Just this week Alexa announced a set of ChatGPT/Large-Language-Model inspired features to make interactions more natural and context aware. You might not even need to say the “Alexa” word because the device could detect your body language and tell that you were speaking to the device. This will be game changing in many ways, not the least of which in that it should eliminate the accidental activations of the system when another person (or zoom call or TV show) says “alexa”. Basically, the notion of having to say the Alexa word or say a skill name seems to be going away. Is this a Good Thing?
For most users of the device, it probably is a very good thing. It should reduce some of the friction currently impeding voice interactions. If the system gains more context, it may reduce the incidence of Smart Home errors. For example, I have smart lights in my bedroom and the last thing I say at night is “Alexa turn lights off”. However, the system seems to find “on” and “off” hard to distinguish and so often believes I’ve asked for the lights to be turned on. If the system had access to the smart home context and knew that the lights were already on it could (perhaps) draw the conclusion that it was more likely that I was saying “lights off”.
While I’m not sure how Dominos and Pizza Hut are going to fight it out for the “I want a pizza” utterance I’m hard pressed to see how this helps the independent developer. Just as the Apple App Store fills in gaps in the native capabilities of the phone, skills do things that Alexa can’t do by itself. As Alexa gains the ability to do more things that almost certainly reduces the room for other skills. We must convince Alexa to pick our skill when a user says something that our skill could handle. I know there are lots of places other than my skill where one could find soccer scores. On the other hand, my skill does offer several custom metrics and graphs that really aren’t available elsewhere. The trick, as always, is discovery. If a developer created a skill that searched local pizza shop prices to find the best deal, would Alexa ever select that skill? That’s hard to say. I think small developers are going to have to learn new tricks to survive.
Top comments (2)
Nice article, Brian.
For me, Alexa is useless, as for some reason, I find it stupid to talk to a device in English, not my mother tongue.
Also, if it has problems understanding a native speaker (On vs. Off) it would probably be terrible at recognizing my thick accent.
For years, Google has supported Polish. Recently, ChatGPT showed the World that languages are not the problem anymore.

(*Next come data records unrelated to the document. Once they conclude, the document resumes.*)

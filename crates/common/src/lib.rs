//! Small primitives shared by the query, cursor, store and backend crates:
//! the half-open time [`Interval`] used throughout `StoreValuesQuery`, the
//! [`Sync`] schedule trait a point's sync parameter is checked against, and
//! the [`report_error`] helper used at fatal-error boundaries.

mod sync;

pub use sync::{PeriodicSync, Sync};

/// A half-open range of raw 64-bit stamps: `after` is an inclusive lower
/// bound, `before` an exclusive upper bound. Either end may be absent,
/// meaning unbounded in that direction.
///
/// An interval with `after == before` (both present and equal) denotes a
/// single instant -- the form the polator and SYNCED-interval-trimming logic
/// test for with [`Interval::is_instant`]. This reading is recorded as a
/// resolved Open Question in DESIGN.md.
#[derive(Clone, Copy, Debug, Default, Eq, PartialEq, Hash, serde::Serialize, serde::Deserialize)]
pub struct Interval {
    pub after: Option<i64>,
    pub before: Option<i64>,
}

impl Interval {
    pub const UNBOUNDED: Interval = Interval {
        after: None,
        before: None,
    };

    pub fn new(after: Option<i64>, before: Option<i64>) -> Self {
        Self { after, before }
    }

    pub fn at(stamp: i64) -> Self {
        Self {
            after: Some(stamp),
            before: Some(stamp),
        }
    }

    pub fn contains(&self, stamp: i64) -> bool {
        self.after.is_none_or(|a| stamp >= a) && self.before.is_none_or(|b| stamp < b)
    }

    pub fn is_bounded_after(&self) -> bool {
        self.after.is_some()
    }

    pub fn is_bounded_before(&self) -> bool {
        self.before.is_some()
    }

    pub fn is_fully_bounded(&self) -> bool {
        self.after.is_some() && self.before.is_some()
    }

    /// A degenerate interval denoting a single stamp (both ends present and
    /// equal). Required before delegating a polated, non-counting query to a
    /// polator: an interpolation/extrapolation always
    /// targets one instant.
    pub fn is_instant(&self) -> bool {
        matches!((self.after, self.before), (Some(a), Some(b)) if a == b)
    }

    /// Is this interval empty, i.e. can no stamp satisfy it? Used after
    /// trimming a query's interval to a sync schedule's default limits
    ///: an empty result means the query is cancelled.
    pub fn is_empty(&self) -> bool {
        matches!((self.after, self.before), (Some(a), Some(b)) if a >= b)
    }

    /// Narrow `self` to the intersection with `other`.
    pub fn intersect(&self, other: &Interval) -> Interval {
        let after = match (self.after, other.after) {
            (Some(a), Some(b)) => Some(a.max(b)),
            (a, b) => a.or(b),
        };
        let before = match (self.before, other.before) {
            (Some(a), Some(b)) => Some(a.min(b)),
            (a, b) => a.or(b),
        };
        Interval { after, before }
    }

    /// Return a new interval with `after` advanced to just past `stamp`,
    /// used by the cursor to re-window a forward iteration after a batch
    /// boundary.
    pub fn after_stamp(&self, stamp: i64) -> Interval {
        Interval {
            after: Some(stamp + 1),
            before: self.before,
        }
    }

    /// Return a new interval with `before` pulled back to `stamp`, used by
    /// the cursor to re-window a reverse iteration.
    pub fn before_stamp(&self, stamp: i64) -> Interval {
        Interval {
            after: self.after,
            before: Some(stamp),
        }
    }
}

/// Log a fatal error's full context chain at `error` level before the
/// caller translates it into a `ServiceClosed` boundary response.
/// Synchronous and side-effect-free beyond logging: this crate has no
/// error-reporting backend to flush.
pub fn report_error(e: &anyhow::Error) {
    tracing::error!(err = ?e, "fatal error, closing service");
}

#[cfg(test)]
mod tests {
    use super::*;

    #[test]
    fn half_open_contains() {
        let iv = Interval::new(Some(10), Some(20));
        assert!(!iv.contains(9));
        assert!(iv.contains(10));
        assert!(iv.contains(19));
        assert!(!iv.contains(20));
    }

    #[test]
    fn unbounded_contains_everything() {
        assert!(Interval::UNBOUNDED.contains(i64::MIN));
        assert!(Interval::UNBOUNDED.contains(i64::MAX));
    }

    #[test]
    fn instant_detection() {
        assert!(Interval::at(42).is_instant());
        assert!(!Interval::new(Some(1), Some(2)).is_instant());
        assert!(!Interval::new(Some(1), None).is_instant());
    }

    #[test]
    fn intersect_narrows_both_ends() {
        let a = Interval::new(Some(10), Some(100));
        let b = Interval::new(Some(50), Some(60));
        assert_eq!(a.intersect(&b), Interval::new(Some(50), Some(60)));
    }

    #[test]
    fn empty_after_intersect_of_disjoint_ranges() {
        let a = Interval::new(Some(10), Some(20));
        let b = Interval::new(Some(30), Some(40));
        assert!(a.intersect(&b).is_empty());
    }
}
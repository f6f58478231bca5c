//! One connection's view onto the store core: a plain struct
//! with one method per RPC operation, wiring together the cursor, the
//! subscription/updater/archiver pipelines, point bindings, and state group
//! resolution behind a single per-session entry point. Transport binding
//! (remote method invocation, wire encoding) is out of this crate's scope
//!; a caller drives [`Session`] directly.

use std::{sync::Arc, time::Duration};

use parking_lot::RwLock;
use pvs_auth::{Authorizer, Identity, Permission};
use pvs_common::Interval;
use pvs_errors::ErrorMetadata;
use pvs_store::{
    archiver::LifeTimeConfig,
    binding::{BindRequest, PointBinding},
    polator::PolatorRegistry,
    query::{Mark, QueryPoint, StoreValuesQueryBuilder},
    Archiver, Backend, Cursor, Notifier, PendingUpdate, PointBindingIndex, PointMetadata,
    Replicator, StateGroupResolver, StoreValuesQuery, StoreValuesResponse, SubscriptionManager,
    SuspendGate, Updater,
};
use pvs_value::{PointUuid, StateGroup, StateValue};

/// What a point's metadata loader plugs in: per-point update classification
/// and the set of points swept on a schedule by the archiver. Out of this
/// crate's scope to implement;
/// a deployment supplies whatever configuration store backs it.
pub trait MetadataStore: Send + Sync {
    fn point_metadata(&self, point_uuid: PointUuid) -> Option<PointMetadata>;

    fn life_times(&self) -> Vec<LifeTimeConfig>;
}

/// A [`MetadataStore`] with nothing configured: every point is unknown and
/// no life-time sweeps run. Useful for tests and for a deployment that
/// hasn't wired up a metadata loader yet.
#[derive(Default)]
pub struct EmptyMetadataStore;

impl MetadataStore for EmptyMetadataStore {
    fn point_metadata(&self, _point_uuid: PointUuid) -> Option<PointMetadata> {
        None
    }

    fn life_times(&self) -> Vec<LifeTimeConfig> {
        Vec::new()
    }
}

/// Which optional operations this deployment admits
/// (`supportsCount/Delete/Deliver/Pull/Purge/Subscribe()`). A capability a
/// backend or configuration doesn't support fails its operation with
/// `ServiceNotAvailable` rather than silently no-opping.
#[derive(Clone, Copy, Debug)]
pub struct Capabilities {
    pub count: bool,
    pub delete: bool,
    pub deliver: bool,
    pub pull: bool,
    pub purge: bool,
    pub subscribe: bool,
}

impl Default for Capabilities {
    fn default() -> Self {
        Self {
            count: true,
            delete: true,
            deliver: true,
            pull: true,
            purge: true,
            subscribe: true,
        }
    }
}
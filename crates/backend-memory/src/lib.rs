//! An in-memory [`Responder`]/[`Writer`] pair: a single `Mutex`-guarded
//! table good enough for tests and for a single-process deployment that
//! doesn't need durability across restarts.

use std::{
    collections::BTreeMap,
    sync::{Arc, Mutex},
};

use async_trait::async_trait;
use pvs_common::Interval;
use pvs_store::{Backend, Order, ResetSpec, Responder, WriteOutcome, Writer};
use pvs_value::{PointUuid, VersionedValue};

#[derive(Default)]
struct Inner {
    /// Keyed by the row's literal point UUID, which already carries the
    /// deleted bit -- a tombstone and its live row live under distinct keys
    /// so that delete/purge can act symmetrically.
    rows: BTreeMap<(PointUuid, i64), VersionedValue>,
    next_version: i64,
}

impl Inner {
    fn rows_for_point(&self, point_uuid: PointUuid, include_deleted: bool) -> Vec<VersionedValue> {
        let plain = point_uuid.undeleted();
        let deleted = point_uuid.deleted();
        self.rows
            .values()
            .filter(|v| {
                let key = v.point_value.point_uuid;
                key == plain || (include_deleted && key == deleted)
            })
            .cloned()
            .collect()
    }

    fn all_rows(&self, include_deleted: bool) -> Vec<VersionedValue> {
        self.rows
            .values()
            .filter(|v| include_deleted || !v.point_value.point_uuid.is_deleted())
            .cloned()
            .collect()
    }

    fn next_version(&mut self) -> i64 {
        self.next_version += 1;
        self.next_version
    }
}

/// A single in-process table shared by every [`MemoryResponder`] prepared
/// against it and by its own [`Writer`] implementation.
#[derive(Clone, Default)]
pub struct MemoryBackend {
    inner: Arc<Mutex<Inner>>,
}

impl MemoryBackend {
    pub fn new() -> Self {
        Self::default()
    }

    /// Prepare a fresh [`Responder`] against this table. Cheap: it shares
    /// the underlying table and only materializes rows on `reset`.
    pub fn responder(&self) -> MemoryResponder {
        MemoryResponder {
            inner: self.inner.clone(),
            rows: Vec::new(),
            cursor: 0,
        }
    }

    pub fn len(&self) -> usize {
        self.inner.lock().unwrap().rows.len()
    }

    pub fn is_empty(&self) -> bool {
        self.len() == 0
    }
}

#[async_trait]
impl Writer for MemoryBackend {
    async fn upsert(&self, value: &VersionedValue) -> anyhow::Result<WriteOutcome> {
        let mut inner = self.inner.lock().unwrap();
        let key = (value.point_value.point_uuid, value.stamp());
        let outcome = if inner.rows.contains_key(&key) {
            WriteOutcome::Replaced
        } else {
            WriteOutcome::Inserted
        };
        let version = inner.next_version();
        let mut value = value.clone();
        value.version = version;
        inner.rows.insert(key, value);
        Ok(outcome)
    }

    async fn delete(&self, point_uuid: PointUuid, stamp: i64, drop_deleted: bool) -> anyhow::Result<u64> {
        let mut inner = self.inner.lock().unwrap();
        let plain_key = (point_uuid.undeleted(), stamp);
        let removed = inner.rows.remove(&plain_key).is_some();
        if removed && !drop_deleted {
            let version = inner.next_version();
            let tombstone = VersionedValue::deleted(point_uuid.undeleted(), stamp, version);
            let tombstone_key = (tombstone.point_value.point_uuid, stamp);
            inner.rows.insert(tombstone_key, tombstone);
        }
        Ok(removed as u64)
    }

    async fn purge(&self, point_uuid: PointUuid, interval: Interval) -> anyhow::Result<u64> {
        let mut inner = self.inner.lock().unwrap();
        let plain = point_uuid.undeleted();
        let deleted = point_uuid.deleted();
        let doomed: Vec<(PointUuid, i64)> = inner
            .rows
            .keys()
            .filter(|(uuid, stamp)| (*uuid == plain || *uuid == deleted) && interval.contains(*stamp))
            .cloned()
            .collect();
        let count = doomed.len() as u64;
        for key in doomed {
            inner.rows.remove(&key);
        }
        Ok(count)
    }

    async fn commit(&self) -> anyhow::Result<()> {
        Ok(())
    }
}

impl Backend for MemoryBackend {
    fn new_responder(&self) -> Box<dyn Responder> {
        Box::new(self.responder())
    }

    fn writer(&self) -> &dyn Writer {
        self
    }
}

/// A prepared iteration against a [`MemoryBackend`]'s table; materializes
/// and sorts the matching rows once, on `reset`, then serves them through
/// `next`/`count`.
pub struct MemoryResponder {
    inner: Arc<Mutex<Inner>>,
    rows: Vec<VersionedValue>,
    cursor: usize,
}

#[async_trait]
impl Responder for MemoryResponder {
    async fn reset(&mut self, spec: Option<ResetSpec>) -> anyhow::Result<()> {
        self.cursor = 0;
        self.rows.clear();
        let Some(spec) = spec else {
            return Ok(());
        };

        let inner = self.inner.lock().unwrap();
        let mut rows = match spec.point_uuid {
            Some(p) => inner.rows_for_point(p, spec.query.is_deleted()),
            None => inner.all_rows(spec.query.is_deleted()),
        };
        drop(inner);

        rows.retain(|v| spec.query.interval.contains(v.stamp()));
        if spec.query.is_pull() {
            rows.sort_by_key(|v| v.version);
        } else {
            rows.sort_by_key(|v| (v.stamp(), v.version));
        }
        if spec.order == Order::Reverse {
            rows.reverse();
        }
        self.rows = rows;
        Ok(())
    }

    async fn next(&mut self) -> anyhow::Result<Option<VersionedValue>> {
        let next = self.rows.get(self.cursor).cloned();
        if next.is_some() {
            self.cursor += 1;
        }
        Ok(next)
    }

    async fn count(&mut self) -> anyhow::Result<u64> {
        Ok(self.rows.len() as u64)
    }

    fn limit(&self) -> u32 {
        0
    }
}
use std::{
    collections::{HashMap, HashSet, VecDeque},
    sync::Arc,
    time::Duration,
};

use parking_lot::Mutex;
use pvs_errors::ErrorMetadata;
use pvs_value::{PointUuid, VersionedValue};
use tokio::sync::Notify;

use crate::notifier::UpdatesListener;

/// A session identifier, opaque to this crate. `pvs-session` owns what a
/// session actually is; here it's just a hashable handle.
pub type SessionId = u64;

const DEFAULT_QUEUE_CAPACITY: usize = 1000;

enum QueueItem {
    Value(VersionedValue),
    /// Pushed by `interrupt` to wake a blocked `deliver`: the session is
    /// not closed, just nudged.
    Interrupt,
}

struct SessionState {
    points: HashSet<PointUuid>,
    queue: VecDeque<QueueItem>,
    capacity: usize,
    /// Set once the queue has overflowed; the session must resubscribe
    /// before it can deliver again. Future delivers fail with
    /// `ServiceClosed` until it does.
    lost: bool,
    notify: Arc<Notify>,
}

impl SessionState {
    fn new(capacity: usize) -> Self {
        Self {
            points: HashSet::new(),
            queue: VecDeque::new(),
            capacity,
            lost: false,
            notify: Arc::new(Notify::new()),
        }
    }

    fn push(&mut self, item: QueueItem) {
        if self.lost {
            return;
        }
        if self.queue.len() >= self.capacity {
            self.lost = true;
            self.queue.clear();
        } else {
            self.queue.push_back(item);
        }
        self.notify.notify_waiters();
    }
}

/// Per-session subscribed point sets and delivery queues.
pub struct SubscriptionManager {
    sessions: Mutex<HashMap<SessionId, SessionState>>,
    queue_capacity: usize,
}

impl Default for SubscriptionManager {
    fn default() -> Self {
        Self::new(DEFAULT_QUEUE_CAPACITY)
    }
}

impl SubscriptionManager {
    pub fn new(queue_capacity: usize) -> Self {
        Self {
            sessions: Mutex::new(HashMap::new()),
            queue_capacity,
        }
    }

    /// Register `(session, uuid)` for each of `point_uuids`. The caller
    /// supplies the "latest committed value" lookup and does its own
    /// permission check before calling; this only tracks membership.
    pub fn subscribe(
        &self,
        session: SessionId,
        point_uuids: &[PointUuid],
        mut latest: impl FnMut(PointUuid) -> Option<VersionedValue>,
    ) -> Vec<anyhow::Result<Option<VersionedValue>>> {
        let mut sessions = self.sessions.lock();
        let state = sessions
            .entry(session)
            .or_insert_with(|| SessionState::new(self.queue_capacity));
        point_uuids
            .iter()
            .map(|uuid| {
                if !state.points.insert(*uuid) {
                    return Err(ErrorMetadata::illegal_state(format!(
                        "session already subscribed to {uuid}"
                    ))
                    .into());
                }
                Ok(latest(*uuid))
            })
            .collect()
    }

    pub fn unsubscribe(
        &self,
        session: SessionId,
        point_uuids: &[PointUuid],
    ) -> Vec<anyhow::Result<()>> {
        let mut sessions = self.sessions.lock();
        let Some(state) = sessions.get_mut(&session) else {
            return point_uuids
                .iter()
                .map(|_| Err(ErrorMetadata::illegal_state("no such session").into()))
                .collect();
        };
        point_uuids
            .iter()
            .map(|uuid| {
                if state.points.remove(uuid) {
                    Ok(())
                } else {
                    Err(ErrorMetadata::illegal_state(format!("not subscribed to {uuid}")).into())
                }
            })
            .collect()
    }

    /// Drop every subscription for `session`: closing a session drops
    /// them.
    pub fn close_session(&self, session: SessionId) {
        self.sessions.lock().remove(&session);
    }

    /// Deliver `value` (already committed) to every subscribed session, in
    /// the order called -- the notifier calls this once per committed
    /// update, preserving commit order across all points a session
    /// observes.
    pub fn notify(&self, value: &VersionedValue) {
        let mut sessions = self.sessions.lock();
        let point_uuid = value.point_uuid();
        for state in sessions.values_mut() {
            if state.points.contains(&point_uuid) {
                state.push(QueueItem::Value(value.clone()));
            }
        }
    }

    /// Wake a blocked `deliver`/`pull` for `session` with a sentinel; the
    /// call in progress returns `ServiceClosed`.
    pub fn interrupt(&self, session: SessionId) {
        let mut sessions = self.sessions.lock();
        if let Some(state) = sessions.get_mut(&session) {
            state.push(QueueItem::Interrupt);
        }
    }

    /// Block up to `timeout` for at least one value, then drain up to
    /// `limit` items from `session`'s queue.
    pub async fn deliver(
        &self,
        session: SessionId,
        limit: usize,
        timeout: Duration,
    ) -> anyhow::Result<Vec<VersionedValue>> {
        let notify = {
            let mut sessions = self.sessions.lock();
            let state = sessions
                .entry(session)
                .or_insert_with(|| SessionState::new(self.queue_capacity));
            state.notify.clone()
        };

        loop {
            {
                let mut sessions = self.sessions.lock();
                let Some(state) = sessions.get_mut(&session) else {
                    return Err(ErrorMetadata::service_closed().into());
                };
                if state.lost {
                    return Err(ErrorMetadata::service_closed().into());
                }
                if !state.queue.is_empty() {
                    let mut out = Vec::new();
                    while out.len() < limit {
                        match state.queue.pop_front() {
                            Some(QueueItem::Value(v)) => out.push(v),
                            Some(QueueItem::Interrupt) => {
                                return Err(ErrorMetadata::service_closed().into());
                            },
                            None => break,
                        }
                    }
                    return Ok(out);
                }
            }
            let waited = tokio::time::timeout(timeout, notify.notified()).await;
            if waited.is_err() {
                return Ok(Vec::new());
            }
        }
    }

    pub fn subscribed_points(&self, session: SessionId) -> HashSet<PointUuid> {
        self.sessions
            .lock()
            .get(&session)
            .map(|s| s.points.clone())
            .unwrap_or_default()
    }
}

/// The subscription manager is itself the [`Notifier`](crate::notifier::Notifier)
/// listener that ultimately feeds every session's `deliver` queue.
impl UpdatesListener for SubscriptionManager {
    fn deliver(&self, values: &[VersionedValue]) {
        for value in values {
            self.notify(value);
        }
    }
}
use std::fmt;

use uuid::Uuid;

/// Bit reserved inside the 16-byte UUID representation to mark a point as
/// the deleted shadow of itself: UUIDs are modeled as a pair
/// `{id, deleted: bool}`, with the flag serialized into the high bit of the
/// same 16-byte form for compatibility.
///
/// `PointUuid::deleted()`/`undeleted()` flip this bit; every other bit is
/// untouched. Equality and ordering compare all 16 bytes, so a point's
/// normal and deleted UUIDs are two distinct keys that happen to differ in
/// exactly this bit -- tombstones and purges key off `.deleted()` the same
/// way ordinary writes key off the plain UUID, so the backend can expose
/// them under a distinct key.
const DELETED_BIT: u8 = 0x80;

#[derive(Clone, Copy, Eq, PartialEq, Ord, PartialOrd, Hash, serde::Serialize, serde::Deserialize)]
pub struct PointUuid([u8; 16]);

impl PointUuid {
    pub fn from_bytes(bytes: [u8; 16]) -> Self {
        Self(bytes)
    }

    pub fn from_uuid(uuid: Uuid) -> Self {
        Self(*uuid.as_bytes())
    }

    pub fn new_v4() -> Self {
        Self::from_uuid(Uuid::new_v4())
    }

    pub fn as_bytes(&self) -> &[u8; 16] {
        &self.0
    }

    pub fn is_deleted(&self) -> bool {
        self.0[15] & DELETED_BIT != 0
    }

    /// The tombstone-shadow UUID for this point: same identity, deleted bit
    /// set. Idempotent.
    pub fn deleted(&self) -> Self {
        let mut bytes = self.0;
        bytes[15] |= DELETED_BIT;
        Self(bytes)
    }

    /// The ordinary (non-tombstone) UUID for this point. Idempotent.
    pub fn undeleted(&self) -> Self {
        let mut bytes = self.0;
        bytes[15] &= !DELETED_BIT;
        Self(bytes)
    }

    /// True if `self` and `other` name the same point, ignoring the deleted
    /// bit -- i.e. one is the tombstone shadow of the other or they're
    /// identical.
    pub fn matches(&self, other: &PointUuid) -> bool {
        self.undeleted().0 == other.undeleted().0
    }

    /// The plain `uuid::Uuid` this is serialized as on the wire, with the
    /// deleted bit left in place.
    pub fn to_uuid(self) -> Uuid {
        Uuid::from_bytes(self.0)
    }
}

impl fmt::Debug for PointUuid {
    fn fmt(&self, f: &mut fmt::Formatter<'_>) -> fmt::Result {
        write!(f, "{}{}", self.to_uuid(), if self.is_deleted() { "~deleted" } else { "" })
    }
}

impl fmt::Display for PointUuid {
    fn fmt(&self, f: &mut fmt::Formatter<'_>) -> fmt::Result {
        fmt::Display::fmt(&self.to_uuid(), f)
    }
}

impl From<Uuid> for PointUuid {
    fn from(uuid: Uuid) -> Self {
        Self::from_uuid(uuid)
    }
}

#[cfg(test)]
mod tests {
    use super::*;

    #[test]
    fn deleted_and_undeleted_are_distinct_but_match() {
        let u = PointUuid::new_v4().undeleted();
        let d = u.deleted();
        assert_ne!(u, d);
        assert!(!u.is_deleted());
        assert!(d.is_deleted());
        assert!(u.matches(&d));
        assert!(d.matches(&u));
    }

    #[test]
    fn deleted_is_idempotent() {
        let u = PointUuid::new_v4();
        assert_eq!(u.deleted(), u.deleted().deleted());
        assert_eq!(u.undeleted(), u.undeleted().undeleted());
    }

    #[test]
    fn ordering_considers_the_deleted_bit() {
        let u = PointUuid::from_bytes([0u8; 16]).undeleted();
        let d = u.deleted();
        assert!(u < d);
    }
}
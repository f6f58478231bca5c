use pvs_auth::{Identity, InMemoryAuthorizer};
use pvs_backend_sqlite::SqliteBackend;
use pvs_store::{
    query::{QueryFlags, QueryPoint, StoreValuesQueryBuilder},
    Cursor, Writer,
};
use pvs_value::{PointUuid, Value, VersionedValue};
use tempfile::TempDir;

struct NoPolators;

impl pvs_store::PolatorRegistry for NoPolators {
    fn polator_for(&self, _point_uuid: PointUuid) -> Option<std::sync::Arc<dyn pvs_store::Polator>> {
        None
    }

    fn is_sync_capable(&self, _point_uuid: PointUuid) -> bool {
        false
    }
}

#[tokio::test]
async fn write_then_select_survives_a_reopened_pool() {
    let dir = TempDir::new().unwrap();
    let path = dir.path().join("integration.sqlite3").to_str().unwrap().to_string();
    let uuid = PointUuid::new_v4();

    {
        let backend = SqliteBackend::new(&path).unwrap();
        for stamp in [10, 20, 30] {
            backend
                .upsert(&VersionedValue::value(uuid, stamp, stamp, Value::Signed64(stamp)))
                .await
                .unwrap();
        }
        backend.commit().await.unwrap();
    }

    // Reopening against the same file proves rows survive a pool/process
    // boundary, unlike the in-memory backend.
    let backend = SqliteBackend::new(&path).unwrap();
    let mut responder = backend.responder();
    let cursor = Cursor::new(100, 0);
    let identity = Identity::anonymous();
    let authorizer = InMemoryAuthorizer::new();
    let polators = NoPolators;

    let query = StoreValuesQueryBuilder::new()
        .point(QueryPoint::Uuid(uuid), false)
        .after(0)
        .before(100)
        .flag(QueryFlags::MULTIPLE)
        .flag(QueryFlags::FORWARD)
        .build()
        .unwrap();

    let response = cursor
        .create_response(query, &identity, &authorizer, &polators, &mut responder)
        .await;

    assert_eq!(response.values.len(), 3);
    assert_eq!(response.values[0].stamp(), 10);
    assert_eq!(response.values[2].stamp(), 30);
}

#[tokio::test]
async fn delete_then_purge_leaves_nothing_behind() {
    let dir = TempDir::new().unwrap();
    let path = dir.path().join("purge.sqlite3").to_str().unwrap().to_string();
    let uuid = PointUuid::new_v4();
    let backend = SqliteBackend::new(&path).unwrap();

    backend
        .upsert(&VersionedValue::value(uuid, 100, 1, Value::Boolean(true)))
        .await
        .unwrap();
    let deleted = backend.delete(uuid, 100, false).await.unwrap();
    assert_eq!(deleted, 1);

    let removed = backend
        .purge(uuid, pvs_common::Interval::new(Some(0), Some(200)))
        .await
        .unwrap();
    assert_eq!(removed, 1);

    let mut responder = backend.responder();
    let query = StoreValuesQueryBuilder::new()
        .point(QueryPoint::Uuid(uuid), false)
        .after(0)
        .before(200)
        .flag(QueryFlags::MULTIPLE)
        .flag(QueryFlags::FORWARD)
        .flag(QueryFlags::DELETED)
        .build()
        .unwrap();
    let cursor = Cursor::new(100, 0);
    let identity = Identity::anonymous();
    let authorizer = InMemoryAuthorizer::new();
    let response = cursor
        .create_response(query, &identity, &authorizer, &NoPolators, &mut responder)
        .await;
    assert!(response.values.is_empty());
}
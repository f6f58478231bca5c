//! A [`MetadataStore`] backed by [`pvs_config::ServerConfig`]'s `point[]`
//! table: the thin configuration-driven stand-in the scope note expects a
//! deployment to supply.
//! Points are looked up by their UUID's string form, matching how
//! `ServerConfig::point` is keyed -- name-based lookup would need the
//! binding index, left to a richer deployment.

use std::collections::HashMap;

use pvs_config::PointConfig;
use pvs_session::MetadataStore;
use pvs_store::{archiver::LifeTimeConfig, PointMetadata};
use pvs_value::PointUuid;

pub struct ConfigMetadataStore {
    points: HashMap<String, PointConfig>,
    store_null_removes: bool,
}

impl ConfigMetadataStore {
    pub fn new(points: HashMap<String, PointConfig>, store_null_removes: bool) -> Self {
        Self {
            points,
            store_null_removes,
        }
    }
}

impl MetadataStore for ConfigMetadataStore {
    fn point_metadata(&self, point_uuid: PointUuid) -> Option<PointMetadata> {
        let cfg = self.points.get(&point_uuid.undeleted().to_uuid().to_string())?;
        Some(PointMetadata {
            known: true,
            state_group: cfg.states.clone().unwrap_or_default(),
            has_input_relations: false,
            null_removes: cfg.null_removes.unwrap_or(self.store_null_removes),
        })
    }

    fn life_times(&self) -> Vec<LifeTimeConfig> {
        self.points
            .iter()
            .filter_map(|(key, cfg)| {
                let point_uuid = PointUuid::from_uuid(uuid::Uuid::parse_str(key).ok()?);
                let life_time = cfg.life_time_secs?;
                Some(LifeTimeConfig { point_uuid, life_time })
            })
            .collect()
    }
}
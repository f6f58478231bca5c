use serde::{Deserialize, Serialize};

/// A value's state component: a code, a name, or (normally, once resolved)
/// both. Carried inside [`crate::Value::State`] and alongside the point
/// value's separate `state` field.
#[derive(Clone, Debug, Eq, PartialEq, Ord, PartialOrd, Hash, Serialize, Deserialize)]
pub struct StateValue {
    pub code: Option<i64>,
    pub name: Option<String>,
}

impl StateValue {
    pub fn code(code: i64) -> Self {
        Self {
            code: Some(code),
            name: None,
        }
    }

    pub fn name(name: impl Into<String>) -> Self {
        Self {
            code: None,
            name: Some(name.into()),
        }
    }

    pub fn resolved(code: i64, name: impl Into<String>) -> Self {
        Self {
            code: Some(code),
            name: Some(name.into()),
        }
    }

    pub fn is_resolved(&self) -> bool {
        self.code.is_some() && self.name.is_some()
    }
}

/// One entry in a [`StateGroup`]: a code/name pair.
#[derive(Clone, Debug, Eq, PartialEq, Serialize, Deserialize)]
pub struct State {
    pub code: i64,
    pub name: String,
}

/// A named ordered set of [`State`]s. The empty
/// name denotes the global group that per-point groups fall back to when
/// their own group doesn't resolve a code or name.
#[derive(Clone, Debug, Default, Eq, PartialEq, Serialize, Deserialize)]
pub struct StateGroup {
    pub name: String,
    pub states: Vec<State>,
}

impl StateGroup {
    pub fn new(name: impl Into<String>, states: Vec<State>) -> Self {
        Self {
            name: name.into(),
            states,
        }
    }

    pub fn is_global(&self) -> bool {
        self.name.is_empty()
    }

    pub fn name_for_code(&self, code: i64) -> Option<&str> {
        self.states
            .iter()
            .find(|s| s.code == code)
            .map(|s| s.name.as_str())
    }

    pub fn code_for_name(&self, name: &str) -> Option<i64> {
        self.states.iter().find(|s| s.name == name).map(|s| s.code)
    }
}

I would expect AWS to add support for many more languages, then we can talk. Until that moment comes, my Echo Dot will remain unpacked in the closet.
Better to have Amazon process our queries using LLM than to have a rigid query model defined by the "skill" developer.. It is much to easier to just ask Alexa to order a pizza than enable the Dominoes skill and having to make sure to use the correct 'intent' keywords.
I find Alexa skills dull and even though I have myself created a few Alexa skills just for trying out my dev skills and to score some free t-shirts, I myself never used them. So glad to hear that Alexa skills are evolving. Thanks for sharing!